En los tablones colocados por doquier se ordenaba la loza y cristalería. Las paredes estaban ordenadas con una antigua vajilla de talavera y con enseres de uso diario, habiéndolos de todos tamaños: cazos de cobre, cazuelas, ollas, jarrones y comales de barro, manojos de jarros que colgaban de alcayatas, canastos, sopladores, cucharas, palas y molinillos de madera; jícaras, bateas y cedazos de crin de caballo.

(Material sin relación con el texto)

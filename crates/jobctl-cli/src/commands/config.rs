use std::path::Path;

use jobctl_core::{ConfigKey, Store};
use jobctl_sqlite::SqliteStore;

use crate::error::{CliError, CliResult};

pub async fn get(db_path: &Path, key: Option<String>) -> CliResult<()> {
    let store = SqliteStore::open(db_path).await?;

    match key {
        Some(key) => {
            let parsed = ConfigKey::parse(&key)
                .ok_or_else(|| CliError::Input(format!("unknown config key: {key:?}")))?;
            let value = store
                .get_config(parsed.as_str())
                .await?
                .unwrap_or_else(|| parsed.default_value());
            println!("{} = {}", parsed.as_str(), value.to_db_string());
        }
        None => {
            for key in ConfigKey::ALL {
                let value = store
                    .get_config(key.as_str())
                    .await?
                    .unwrap_or_else(|| key.default_value());
                println!("{} = {}", key.as_str(), value.to_db_string());
            }
        }
    }
    Ok(())
}

pub async fn set(db_path: &Path, key: &str, raw_value: &str) -> CliResult<()> {
    let parsed_key = ConfigKey::parse(key)
        .ok_or_else(|| CliError::Input(format!("unknown config key: {key:?}")))?;
    let value = parsed_key.coerce(raw_value)?;

    let store = SqliteStore::open(db_path).await?;
    store.set_config(parsed_key.as_str(), value).await?;
    println!("{} = {}", parsed_key.as_str(), value.to_db_string());
    Ok(())
}
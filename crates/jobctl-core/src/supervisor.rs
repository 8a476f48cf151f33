//! The Supervisor (§4.5): lifecycle of N Worker *processes*. Workers are
//! separate OS processes, not threads, so that a crashing Executor cannot
//! corrupt a sibling Worker and so lock recovery can rely on crashes being
//! externally observable through missed heartbeats and expired leases (§4.5).

use std::io::Write;
use std::path::{Path, PathBuf};
use std::process::{Command, Stdio};
use std::time::Duration;

use thiserror::Error;

use crate::store::Store;

#[derive(Debug, Error)]
pub enum SupervisorError {
    #[error("a worker pool is already running (pid file {0:?})")]
    AlreadyRunning(PathBuf),
    #[error("no worker pool is currently running")]
    NotRunning,
    #[error(transparent)]
    Io(#[from] std::io::Error),
}

/// One entry in the pid-map file: a worker's stable id and its OS pid.
#[derive(Debug, Clone)]
pub struct SpawnedWorker {
    pub worker_id: String,
    pub pid: u32,
}

/// How to construct the child process for one Worker. `jobctl-cli` fills
/// this in with `std::env::current_exe()` and the `worker-run` subcommand.
#[derive(Debug, Clone)]
pub struct WorkerProcessSpec {
    pub exe_path: PathBuf,
    pub args_template: Vec<String>,
}

/// Spawns, tracks, and reaps a pool of Worker processes via a pid-map file
/// (§6.4). Holds no async Store handle of its own for the spawn/signal path
/// — those are plain OS operations — but `stop` takes a `Store` reference to
/// clean up registry rows for processes that had to be force-killed.
pub struct Supervisor {
    pid_map_path: PathBuf,
}

impl Supervisor {
    pub fn new(pid_map_path: impl Into<PathBuf>) -> Self {
        Self {
            pid_map_path: pid_map_path.into(),
        }
    }

    /// True if the pid-map file names at least one process that is still alive.
    pub fn is_running(&self) -> bool {
        self.read_pid_map()
            .map(|entries| entries.iter().any(|e| process_alive(e.pid)))
            .unwrap_or(false)
    }

    /// Spawn `count` fresh Worker processes and record them in the pid-map
    /// file. Fails with `AlreadyRunning` if the pid-map names any live
    /// process already.
    pub fn start(
        &self,
        count: u32,
        hostname: &str,
        spec: &WorkerProcessSpec,
    ) -> Result<Vec<SpawnedWorker>, SupervisorError> {
        if self.is_running() {
            return Err(SupervisorError::AlreadyRunning(self.pid_map_path.clone()));
        }

        let mut spawned = Vec::with_capacity(count as usize);
        for _ in 0..count {
            let nonce = fastrand::u64(..);
            let mut cmd = Command::new(&spec.exe_path);
            cmd.args(&spec.args_template)
                .arg("--worker-nonce")
                .arg(nonce.to_string())
                .stdin(Stdio::null());
            let child = cmd.spawn()?;
            let pid = child.id();
            // The worker's stable id mirrors the glossary's
            // "hostname#pid#nonce" scheme; the child computes the same
            // string internally using its own pid and the nonce we gave it.
            let worker_id = format!("{hostname}#{pid}#{nonce}");
            spawned.push(SpawnedWorker { worker_id, pid });
            // `std::process::Child` does not kill its child on drop, so
            // dropping the handle here simply detaches from the long-running
            // daemon without terminating it.
            drop(child);
        }

        self.write_pid_map(&spawned)?;
        Ok(spawned)
    }

    /// Signal every recorded Worker to finish-and-exit, wait up to `grace`,
    /// then escalate to SIGKILL for stragglers. Deregisters any Worker that
    /// had to be force-killed, since it never got the chance to deregister
    /// itself.
    pub async fn stop(&self, store: &dyn Store, grace: Duration) -> Result<usize, SupervisorError> {
        let entries = self.read_pid_map()?;
        if entries.is_empty() {
            return Err(SupervisorError::NotRunning);
        }

        for e in &entries {
            send_signal(e.pid, Signal::Term);
        }

        let deadline = std::time::Instant::now() + grace;
        let mut remaining: Vec<&SpawnedWorker> = entries.iter().collect();
        while std::time::Instant::now() < deadline {
            remaining.retain(|e| process_alive(e.pid));
            if remaining.is_empty() {
                break;
            }
            tokio::time::sleep(Duration::from_millis(100)).await;
        }

        for e in &remaining {
            send_signal(e.pid, Signal::Kill);
            tracing::warn!(worker_id = %e.worker_id, pid = e.pid, "force-killed unresponsive worker");
            if let Err(err) = store.deregister_worker(&e.worker_id).await {
                tracing::warn!(worker_id = %e.worker_id, error = %err, "failed to deregister force-killed worker");
            }
        }

        let _ = std::fs::remove_file(&self.pid_map_path);
        Ok(entries.len())
    }

    fn read_pid_map(&self) -> std::io::Result<Vec<SpawnedWorker>> {
        let content = match std::fs::read_to_string(&self.pid_map_path) {
            Ok(c) => c,
            Err(e) if e.kind() == std::io::ErrorKind::NotFound => return Ok(Vec::new()),
            Err(e) => return Err(e),
        };
        Ok(content
            .lines()
            .filter_map(|line| {
                let (worker_id, pid) = line.split_once('\t')?;
                let pid: u32 = pid.trim().parse().ok()?;
                Some(SpawnedWorker {
                    worker_id: worker_id.to_string(),
                    pid,
                })
            })
            .collect())
    }

    /// Write-then-rename so a reader never observes a partially-written
    /// pid-map file (§5 "Shared-resource policy").
    fn write_pid_map(&self, entries: &[SpawnedWorker]) -> std::io::Result<()> {
        let tmp_path = tmp_path_for(&self.pid_map_path);
        {
            let mut f = std::fs::File::create(&tmp_path)?;
            for e in entries {
                writeln!(f, "{}\t{}", e.worker_id, e.pid)?;
            }
            f.sync_all()?;
        }
        std::fs::rename(&tmp_path, &self.pid_map_path)
    }
}

fn tmp_path_for(path: &Path) -> PathBuf {
    let mut s = path.as_os_str().to_owned();
    s.push(".tmp");
    PathBuf::from(s)
}

enum Signal {
    Term,
    Kill,
}

#[cfg(unix)]
fn send_signal(pid: u32, signal: Signal) {
    let pid = nix::unistd::Pid::from_raw(pid as i32);
    let sig = match signal {
        Signal::Term => nix::sys::signal::Signal::SIGTERM,
        Signal::Kill => nix::sys::signal::Signal::SIGKILL,
    };
    let _ = nix::sys::signal::kill(pid, sig);
}

#[cfg(not(unix))]
fn send_signal(_pid: u32, _signal: Signal) {}

#[cfg(unix)]
fn process_alive(pid: u32) -> bool {
    nix::sys::signal::kill(nix::unistd::Pid::from_raw(pid as i32), None).is_ok()
}

#[cfg(not(unix))]
fn process_alive(_pid: u32) -> bool {
    false
}

#[cfg(test)]
mod tests {
    use super::*;

    #[test]
    fn pid_map_round_trips_through_write_and_read() {
        let dir = std::env::temp_dir().join(format!("jobctl-pidmap-test-{}", std::process::id()));
        std::fs::create_dir_all(&dir).unwrap();
        let path = dir.join("workers.pid");
        let sup = Supervisor::new(&path);

        let entries = vec![
            SpawnedWorker {
                worker_id: "host#1#aaa".to_string(),
                pid: 1,
            },
            SpawnedWorker {
                worker_id: "host#2#bbb".to_string(),
                pid: 2,
            },
        ];
        sup.write_pid_map(&entries).unwrap();
        let read = sup.read_pid_map().unwrap();
        assert_eq!(read.len(), 2);
        assert_eq!(read[0].worker_id, "host#1#aaa");

        std::fs::remove_dir_all(&dir).ok();
    }

    #[test]
    fn missing_pid_map_is_not_running() {
        let sup = Supervisor::new("/nonexistent/path/that/should/not/exist.pid");
        assert!(!sup.is_running());
    }
}
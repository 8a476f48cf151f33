//! Retry Policy (§4.3): a pure function from `(attempts, base, cap)` to the
//! next-run delay, plus jitter to avoid synchronized retry storms.

/// Anything that can produce a uniform draw in `[0, 1)`. Exists so tests can
/// supply a deterministic sequence instead of `fastrand`'s global RNG.
pub trait JitterSource {
    fn next_unit(&mut self) -> f64;
}

/// The default jitter source backed by `fastrand`.
#[derive(Debug, Default)]
pub struct FastrandJitter;

impl JitterSource for FastrandJitter {
    fn next_unit(&mut self) -> f64 {
        fastrand::f64()
    }
}

/// `delay(attempts, base, max_cap) = min(max_cap, base^attempts) + U(0, 0.5*base)`.
///
/// `attempts` is zero-based: the first retry (after the first failed
/// attempt) passes `attempts = 0`, giving `base^0 = 1` as specified.
pub fn next_delay_secs(
    attempts: u32,
    base: f64,
    max_cap: f64,
    jitter: &mut dyn JitterSource,
) -> f64 {
    let raw = base.powi(attempts as i32);
    let capped = raw.min(max_cap);
    let jitter_span = 0.5 * base;
    capped + jitter.next_unit() * jitter_span
}

#[cfg(test)]
mod tests {
    use super::*;

    struct FixedJitter(f64);
    impl JitterSource for FixedJitter {
        fn next_unit(&mut self) -> f64 {
            self.0
        }
    }

    #[test]
    fn zero_attempts_is_base_power_zero_plus_jitter() {
        let mut j = FixedJitter(0.0);
        let d = next_delay_secs(0, 2.0, 3600.0, &mut j);
        assert_eq!(d, 1.0);
    }

    #[test]
    fn delay_is_bounded_by_cap_plus_half_base() {
        let mut j = FixedJitter(1.0);
        let d = next_delay_secs(20, 2.0, 3600.0, &mut j);
        assert!(d <= 3600.0 + 0.5 * 2.0 + f64::EPSILON);
    }

    #[test]
    fn delay_is_never_negative() {
        let mut j = FixedJitter(0.0);
        for attempts in 0..10 {
            let d = next_delay_secs(attempts, 2.0, 3600.0, &mut j);
            assert!(d >= 0.0);
        }
    }

    #[test]
    fn expected_delay_is_monotonic_below_the_cap() {
        // Average out jitter across many draws so only the base^attempts term
        // dominates below the cap.
        let mut rng = FastrandJitter;
        let mut prev_avg = 0.0;
        for attempts in 0..8u32 {
            let mut total = 0.0;
            for _ in 0..500 {
                total += next_delay_secs(attempts, 2.0, 3600.0, &mut rng);
            }
            let avg = total / 500.0;
            assert!(avg + 1e-9 >= prev_avg, "attempts={attempts} avg={avg} prev={prev_avg}");
            prev_avg = avg;
        }
    }
}
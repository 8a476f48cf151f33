//! SQLite implementation of the jobctl [`Store`] contract.
//!
//! # Claim protocol on SQLite
//!
//! The Postgres idiom for this kind of store is `SELECT ... FOR UPDATE SKIP
//! LOCKED` inside an `UPDATE ... RETURNING`, giving every connection a
//! non-blocking shot at a different row. SQLite has no row-level locking to
//! skip: only one writer holds the database at a time. `claim_next` instead
//! opens the read-select-and-update as a `BEGIN IMMEDIATE` transaction,
//! which grabs SQLite's single write lock up front — any other connection
//! attempting its own `BEGIN IMMEDIATE` blocks (and, under `busy_timeout`,
//! retries) until this one commits. The externally observable guarantee is
//! identical: `claim_next` is linearizable across callers.
//!
//! # Schema
//!
//! See [`schema::CREATE_TABLES`].

mod schema;

use async_trait::async_trait;
use chrono::{DateTime, Duration as ChronoDuration, Utc};
use jobctl_core::config::{ConfigCache, ConfigKey, ConfigValue};
use jobctl_core::job::{truncate_tail, EnqueueSpec, Job, JobState, ListFilter, Stats};
use jobctl_core::retry::{next_delay_secs, FastrandJitter};
use jobctl_core::store::{FailureOutcome, Store, WorkerRegistration};
use jobctl_core::{Result, StoreError};
use sqlx::sqlite::{SqliteConnectOptions, SqlitePoolOptions};
use sqlx::{Row, SqlitePool};
use std::path::Path;
use std::str::FromStr;

fn backend_err(e: sqlx::Error) -> StoreError {
    StoreError::Backend(e.to_string())
}

/// A SQLite-backed `Store`. Holds a connection pool; callers share one
/// `SqliteStore` (behind an `Arc`) across a process's async tasks.
#[derive(Clone)]
pub struct SqliteStore {
    pool: SqlitePool,
}

impl SqliteStore {
    /// Open (creating if missing) the single database file at `path` and
    /// run the schema migration.
    pub async fn open(path: impl AsRef<Path>) -> Result<Self> {
        let opts = SqliteConnectOptions::from_str(&format!(
            "sqlite://{}",
            path.as_ref().display()
        ))
        .map_err(backend_err)?
        .create_if_missing(true)
        .busy_timeout(std::time::Duration::from_secs(5));

        let pool = SqlitePoolOptions::new()
            .max_connections(8)
            .connect_with(opts)
            .await
            .map_err(backend_err)?;

        sqlx::query(schema::CREATE_TABLES)
            .execute(&pool)
            .await
            .map_err(backend_err)?;

        Ok(Self { pool })
    }

    /// Open an in-memory database, for tests that don't need a file.
    pub async fn open_in_memory() -> Result<Self> {
        let pool = SqlitePoolOptions::new()
            .max_connections(1)
            .connect("sqlite::memory:")
            .await
            .map_err(backend_err)?;
        sqlx::query(schema::CREATE_TABLES)
            .execute(&pool)
            .await
            .map_err(backend_err)?;
        Ok(Self { pool })
    }

    pub fn pool(&self) -> &SqlitePool {
        &self.pool
    }

    async fn config_cache(&self) -> Result<ConfigCache> {
        Ok(ConfigCache::load(self.all_config().await?))
    }
}

fn row_to_job(row: sqlx::sqlite::SqliteRow) -> Result<Job> {
    let state_str: String = row.try_get("state").map_err(backend_err)?;
    let state = JobState::parse(&state_str).ok_or_else(|| {
        StoreError::Backend(format!("unrecognized job state in database: {state_str}"))
    })?;
    Ok(Job {
        id: row.try_get("id").map_err(backend_err)?,
        command: row.try_get("command").map_err(backend_err)?,
        priority: row.try_get("priority").map_err(backend_err)?,
        run_at: row.try_get("run_at").map_err(backend_err)?,
        state,
        attempts: row.try_get("attempts").map_err(backend_err)?,
        max_retries: row.try_get("max_retries").map_err(backend_err)?,
        backoff_base: row.try_get("backoff_base").map_err(backend_err)?,
        timeout_s: row.try_get("timeout_s").map_err(backend_err)?,
        locked_by: row.try_get("locked_by").map_err(backend_err)?,
        lock_expires_at: row.try_get("lock_expires_at").map_err(backend_err)?,
        last_error: row.try_get("last_error").map_err(backend_err)?,
        stdout_tail: row.try_get("stdout_tail").map_err(backend_err)?,
        stderr_tail: row.try_get("stderr_tail").map_err(backend_err)?,
        exit_code: row.try_get("exit_code").map_err(backend_err)?,
        created_at: row.try_get("created_at").map_err(backend_err)?,
        updated_at: row.try_get("updated_at").map_err(backend_err)?,
        started_at: row.try_get("started_at").map_err(backend_err)?,
        finished_at: row.try_get("finished_at").map_err(backend_err)?,
    })
}

const JOB_COLUMNS: &str = "id, command, priority, run_at, state, attempts, max_retries, \
    backoff_base, timeout_s, locked_by, lock_expires_at, last_error, stdout_tail, stderr_tail, \
    exit_code, created_at, updated_at, started_at, finished_at";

Al fondo, la bodega atiborrada de canastos y vitroleros llenos de sal, azúcar, pinole, maíz, garbanzo, lenteja y café; las bateas con manteca; numerosos tenates, tantos como variedades hay de chiles, hierbas de olor y otros condimentos; los ayates cargados de flor de Jamaica y tamarindos; ahí, sobre la alacena de carrizos suspendida del techo, los quesos envueltos en mantas; tarros de miel, botellones con aceite, vinagre, vino, aguardiente. Apiñados y en una tabla, los piloncillos y los medallones de chocolate envueltos en hojas de maíz. Colgando a lo largo de mecates, la longaniza, los chorizos rojos y verdes, cecina y las trenzas de cabezas de ajo que, además de sus cualidades nutritivas, se cree tienen propiedades mágicas para ahuyentar a los malos espíritus.